II. INAUGURAL DISSERTATION ON YELLOW FEVER, AND ON THE TREATMENT OF THAT DISEASE BY SALINE MEDICINES. By G. F. Bone, M.D., Assistant Surgeon to the Forces. 8vo. pp. 85. Edinburgh, 1846. Black.

III. CORRESPONDENCE ON THE SUBJECT OF THE "ECLAIR," AND OF THE EPIDEMY WHICH BROKE OUT IN THE SAID VESSEL. Presented to the House of Commons by Command of Her Majesty, in pursuance of their Address of the 23d January, 1846. Folio, pp. 94.

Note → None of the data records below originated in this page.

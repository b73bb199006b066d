// Copyright 2026 Phillip Cloud
// Licensed under the Apache License, Version 2.0

pub mod calendar;
pub mod date;
pub mod owner;
pub mod segment;
pub mod state;

pub use calendar::*;
pub use date::*;
pub use owner::*;
pub use segment::*;
pub use state::*;
// Copyright 2026 Phillip Cloud
// Licensed under the Apache License, Version 2.0

mod config;
mod logging;
mod runtime;

use anyhow::{Context, Result, anyhow};
use config::{Config, parse_config_date};
use datefield_app::{DateInputState, FieldProps};
use runtime::OwnerRuntime;
use std::env;
use std::io;
use std::path::PathBuf;
use time::{Date, OffsetDateTime};
use tracing::info;

fn main() {
    if let Err(error) = run() {
        eprintln!("{error:#}");
        std::process::exit(1);
    }
}

fn run() -> Result<()> {
    let options = parse_cli_args(env::args().skip(1), Config::default_path()?)?;
    if options.show_help {
        print_help();
        return Ok(());
    }

    if options.print_config_path {
        println!("{}", options.config_path.display());
        return Ok(());
    }

    if options.print_example {
        print!("{}", Config::example_config(&options.config_path));
        return Ok(());
    }

    let config = Config::load(&options.config_path).with_context(|| {
        format!(
            "load config {}; run `datefield --print-example-config` to generate a v1 template",
            options.config_path.display()
        )
    })?;
    let props = field_props(&config, &options)?;

    let log_path = config.log_path()?;
    logging::init(config.log_level(), &log_path)?;
    if options.check_only {
        return Ok(());
    }

    info!(
        config = %options.config_path.display(),
        value = ?props.value,
        min_date = ?props.min_date,
        "starting date field"
    );
    let mut state = DateInputState::new(props.clone(), local_today());
    let mut runtime = OwnerRuntime::new(props.value);
    datefield_tui::run_app(&mut state, &mut runtime)?;
    info!(commits = runtime.transcript().len(), "date field closed");

    runtime.write_summary(&mut io::stdout().lock(), options.json)
}

/// Config values with command-line overrides applied.
fn field_props(config: &Config, options: &CliOptions) -> Result<FieldProps> {
    let value = match &options.value {
        Some(raw) => {
            parse_config_date(raw).context("--value")?;
            Some(raw.clone())
        }
        None => config.value().map(str::to_owned),
    };
    let min_date = match &options.min_date {
        Some(raw) => Some(parse_config_date(raw).context("--min-date")?),
        None => config.min_date()?,
    };

    Ok(FieldProps {
        value,
        min_date,
        placeholder: config.placeholder().to_owned(),
        clearable: options.clearable || config.clearable(),
        label: config.label().to_owned(),
    })
}

fn local_today() -> Date {
    OffsetDateTime::now_local()
        .unwrap_or_else(|_| OffsetDateTime::now_utc())
        .date()
}

#[derive(Debug, Clone, PartialEq, Eq)]
struct CliOptions {
    config_path: PathBuf,
    print_config_path: bool,
    print_example: bool,
    value: Option<String>,
    min_date: Option<String>,
    clearable: bool,
    json: bool,
    check_only: bool,
    show_help: bool,
}

fn parse_cli_args<I, S>(args: I, default_config_path: PathBuf) -> Result<CliOptions>
where
    I: IntoIterator<Item = S>,
    S: AsRef<str>,
{
    let mut options = CliOptions {
        config_path: default_config_path,
        print_config_path: false,
        print_example: false,
        value: None,
        min_date: None,
        clearable: false,
        json: false,
        check_only: false,
        show_help: false,
    };

    let mut iter = args.into_iter();
    while let Some(arg) = iter.next() {
        match arg.as_ref() {
            "--config" => {
                let value = iter
                    .next()
                    .ok_or_else(|| anyhow!("--config requires a file path"))?;
                options.config_path = PathBuf::from(value.as_ref());
            }
            "--value" => {
                let value = iter
                    .next()
                    .ok_or_else(|| anyhow!("--value requires a YYYY-MM-DD date"))?;
                options.value = Some(value.as_ref().to_owned());
            }
            "--min-date" => {
                let value = iter
                    .next()
                    .ok_or_else(|| anyhow!("--min-date requires a YYYY-MM-DD date"))?;
                options.min_date = Some(value.as_ref().to_owned());
            }
            "--print-config-path" => {
                options.print_config_path = true;
            }
            "--print-example-config" => {
                options.print_example = true;
            }
            "--clearable" => {
                options.clearable = true;
            }
            "--json" => {
                options.json = true;
            }
            "--check" => {
                options.check_only = true;
            }
            "--help" | "-h" => {
                options.show_help = true;
            }
            unknown => {
                return Err(anyhow!(
                    "unknown argument {unknown:?}; run with --help to see supported options"
                ));
            }
        }
    }

    Ok(options)
}

fn print_help() {
    println!("datefield");
    println!("  --config <path>          Use a specific config path");
    println!("  --print-config-path      Print resolved config path");
    println!("  --print-example-config   Print a v1 config template");
    println!("  --value <YYYY-MM-DD>     Start with this value");
    println!("  --min-date <YYYY-MM-DD>  Reject days before this date");
    println!("  --clearable              Allow clearing the value");
    println!("  --json                   Print every commit as a JSON line on exit");
    println!("  --check                  Validate config and log setup, then exit");
    println!("  --help                   Show this help");
}

#[cfg(test)]
mod tests {
    use super::{CliOptions, field_props, parse_cli_args};
    use crate::config::Config;
    use anyhow::Result;
    use std::path::PathBuf;
    use time::{Date, Month};

    fn default_options_path() -> PathBuf {
        PathBuf::from("/tmp/datefield-config.toml")
    }

    fn load(content: &str) -> Result<(tempfile::TempDir, Config)> {
        let temp = tempfile::tempdir()?;
        let path = temp.path().join("config.toml");
        std::fs::write(&path, content)?;
        let config = Config::load(&path)?;
        Ok((temp, config))
    }

    #[test]
    fn parse_cli_args_defaults_to_provided_config_path() -> Result<()> {
        let options = parse_cli_args(Vec::<String>::new(), default_options_path())?;
        assert_eq!(
            options,
            CliOptions {
                config_path: default_options_path(),
                print_config_path: false,
                print_example: false,
                value: None,
                min_date: None,
                clearable: false,
                json: false,
                check_only: false,
                show_help: false,
            }
        );
        Ok(())
    }

    #[test]
    fn parse_cli_args_sets_config_path_override() -> Result<()> {
        let options = parse_cli_args(
            vec!["--config", "/custom/config.toml"],
            default_options_path(),
        )?;
        assert_eq!(options.config_path, PathBuf::from("/custom/config.toml"));
        Ok(())
    }

    #[test]
    fn parse_cli_args_errors_for_missing_values() {
        for (flag, expected) in [
            ("--config", "--config requires a file path"),
            ("--value", "--value requires a YYYY-MM-DD date"),
            ("--min-date", "--min-date requires a YYYY-MM-DD date"),
        ] {
            let error = parse_cli_args(vec![flag], default_options_path())
                .expect_err("missing value should fail");
            assert!(error.to_string().contains(expected), "flag {flag}");
        }
    }

    #[test]
    fn parse_cli_args_errors_for_unknown_argument() {
        let error = parse_cli_args(vec!["--wat"], default_options_path())
            .expect_err("unknown arg should fail");
        let message = error.to_string();
        assert!(message.contains("unknown argument"));
        assert!(message.contains("--help"));
    }

    #[test]
    fn parse_cli_args_sets_field_flags() -> Result<()> {
        let options = parse_cli_args(
            vec![
                "--value",
                "2024-03-15",
                "--min-date",
                "2024-01-01",
                "--clearable",
                "--json",
                "--check",
            ],
            default_options_path(),
        )?;
        assert_eq!(options.value.as_deref(), Some("2024-03-15"));
        assert_eq!(options.min_date.as_deref(), Some("2024-01-01"));
        assert!(options.clearable);
        assert!(options.json);
        assert!(options.check_only);
        assert!(!options.print_example);
        Ok(())
    }

    #[test]
    fn parse_cli_args_sets_help_flag_for_long_and_short_variants() -> Result<()> {
        let long = parse_cli_args(vec!["--help"], default_options_path())?;
        assert!(long.show_help);

        let short = parse_cli_args(vec!["-h"], default_options_path())?;
        assert!(short.show_help);
        Ok(())
    }

    #[test]
    fn flags_override_config_field_values() -> Result<()> {
        let (_temp, config) = load(
            "version = 1\n[field]\nlabel = \"Due\"\nvalue = \"2023-06-01\"\nmin_date = \"2023-01-01\"\n",
        )?;
        let options = parse_cli_args(
            vec!["--value", "2024-03-15", "--min-date", "2024-01-01", "--clearable"],
            default_options_path(),
        )?;
        let props = field_props(&config, &options)?;
        assert_eq!(props.value.as_deref(), Some("2024-03-15"));
        assert_eq!(
            props.min_date,
            Some(Date::from_calendar_date(2024, Month::January, 1)?)
        );
        assert!(props.clearable);
        assert_eq!(props.label, "Due");
        assert_eq!(props.placeholder, "MM/DD/YYYY");
        Ok(())
    }

    #[test]
    fn config_values_apply_without_flags() -> Result<()> {
        let (_temp, config) = load(
            "version = 1\n[field]\nvalue = \"2023-06-01\"\nclearable = true\n",
        )?;
        let options = parse_cli_args(Vec::<String>::new(), default_options_path())?;
        let props = field_props(&config, &options)?;
        assert_eq!(props.value.as_deref(), Some("2023-06-01"));
        assert_eq!(props.min_date, None);
        assert!(props.clearable);
        Ok(())
    }

    #[test]
    fn malformed_flag_dates_name_the_flag() -> Result<()> {
        let config = Config::default();
        let options = parse_cli_args(vec!["--min-date", "1/1/2024"], default_options_path())?;
        let error = field_props(&config, &options).expect_err("bad flag date should fail");
        let message = format!("{error:#}");
        assert!(message.contains("--min-date"), "unexpected message: {message}");
        assert!(message.contains("YYYY-MM-DD"), "unexpected message: {message}");
        Ok(())
    }
}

DR. FERGUSSON was one of the most active and intelligent medical officers which our army has produced during the present century. He had seen a great deal of service in different parts of the world from the year 1794, when he joined the 90th regiment, as assistant-surgeon, at Ghent, in the unfortunate expedition under the Duke of York. Two years afterwards, we find him at St. Domingo, where he remained several years in active employment. On the final evacuation of that colony, he received thanks in public orders for his services. In 1801, he accompanied the expedition to the Baltic as Staff-surgeon of the troops embarked, and was on board the Admiral's ship on the occasion of the famous attack, under Nelson, upon Copenhagen. In the Peninsula, he was present at the taking of Oporto, and at the battles of Talavera and Busaco. In 1815 he accompanied the expedition against Guadaloupe, and then remained in the West Indies for two years. In 1817, he settled as physician at Edinburgh; but in 1821, finding the ground entirely pre-occupied in the northern metropolis, he moved his quarters to Windsor, where he eventually acquired an extensive and very lucrative practice, and where he continued to reside till the period of his death in January of the present year. Throughout the whole of his busy career, he had been an ardent and zealous writer upon medical matters; more especially upon those appertaining to the subject of Fevers, Contagion, Quarantine, &c. Many of his communications appeared in the pages of our respected cotemporary, the Edinburgh Medical and Surgical Journal. For some years before his death, he had formed the plan of collecting together his scattered writings, extending and enlarging them, and adding others, with the view of publishing them all in one substantive volume. This he was not spared to complete. The first half only of the present work was revised and corrected by the author; the other half consists entirely of re-published papers. The former is chiefly occupied with articles on subjects strictly military; as Military Tactics; the Exercises, Dress, and Arms of the Soldier; Barracks and Barrack-Life; Military Hospitals and Staff; and Diet and Rations; there are also short

1846.]

CONTAGION OF FEBRILE DISEASES.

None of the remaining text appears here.